Keep every line of the data below that has the string "messages" and present those lines.

(Provided records begins)

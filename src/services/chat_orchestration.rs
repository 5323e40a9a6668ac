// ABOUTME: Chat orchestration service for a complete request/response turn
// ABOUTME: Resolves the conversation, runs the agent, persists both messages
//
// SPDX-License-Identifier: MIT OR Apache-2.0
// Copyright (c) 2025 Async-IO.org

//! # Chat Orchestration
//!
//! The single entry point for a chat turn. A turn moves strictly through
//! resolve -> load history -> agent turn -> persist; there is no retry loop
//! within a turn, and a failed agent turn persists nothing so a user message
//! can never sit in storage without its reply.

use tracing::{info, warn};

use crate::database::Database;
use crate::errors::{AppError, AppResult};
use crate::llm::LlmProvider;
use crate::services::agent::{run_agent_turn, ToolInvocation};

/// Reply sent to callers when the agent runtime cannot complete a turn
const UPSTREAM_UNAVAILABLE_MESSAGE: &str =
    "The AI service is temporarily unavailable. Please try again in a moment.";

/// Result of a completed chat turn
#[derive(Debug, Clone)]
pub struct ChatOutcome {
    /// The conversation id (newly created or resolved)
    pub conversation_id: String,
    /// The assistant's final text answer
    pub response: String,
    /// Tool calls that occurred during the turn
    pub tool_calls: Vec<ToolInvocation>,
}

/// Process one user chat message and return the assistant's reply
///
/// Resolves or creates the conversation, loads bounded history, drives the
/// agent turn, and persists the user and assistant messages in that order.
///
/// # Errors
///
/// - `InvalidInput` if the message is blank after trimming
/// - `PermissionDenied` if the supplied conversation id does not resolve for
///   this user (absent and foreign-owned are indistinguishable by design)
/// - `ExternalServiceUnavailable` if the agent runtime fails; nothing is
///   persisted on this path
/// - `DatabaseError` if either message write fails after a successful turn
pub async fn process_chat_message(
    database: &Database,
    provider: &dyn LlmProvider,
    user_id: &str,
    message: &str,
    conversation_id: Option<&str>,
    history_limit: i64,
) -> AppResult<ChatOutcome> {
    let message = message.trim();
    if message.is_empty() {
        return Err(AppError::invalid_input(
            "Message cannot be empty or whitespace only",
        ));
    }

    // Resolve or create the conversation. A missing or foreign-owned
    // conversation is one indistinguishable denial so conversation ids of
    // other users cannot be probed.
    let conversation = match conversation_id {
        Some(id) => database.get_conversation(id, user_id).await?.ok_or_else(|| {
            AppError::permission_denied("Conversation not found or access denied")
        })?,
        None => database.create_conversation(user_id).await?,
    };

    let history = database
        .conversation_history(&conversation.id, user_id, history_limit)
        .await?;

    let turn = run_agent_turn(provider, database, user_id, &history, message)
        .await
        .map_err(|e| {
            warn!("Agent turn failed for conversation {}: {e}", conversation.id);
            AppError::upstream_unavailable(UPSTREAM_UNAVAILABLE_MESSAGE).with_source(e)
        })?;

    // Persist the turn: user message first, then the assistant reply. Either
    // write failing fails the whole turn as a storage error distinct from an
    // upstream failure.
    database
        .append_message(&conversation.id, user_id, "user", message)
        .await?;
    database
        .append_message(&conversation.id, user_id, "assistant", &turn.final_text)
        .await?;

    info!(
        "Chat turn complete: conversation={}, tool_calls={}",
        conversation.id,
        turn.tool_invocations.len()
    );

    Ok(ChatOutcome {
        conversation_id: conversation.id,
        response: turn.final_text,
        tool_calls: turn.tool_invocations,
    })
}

(Provided records ends)

Solved problem —
// ABOUTME: Resolves the conversation, runs the agent, persists both messages
/// agent turn, and persists the user and assistant messages in that order.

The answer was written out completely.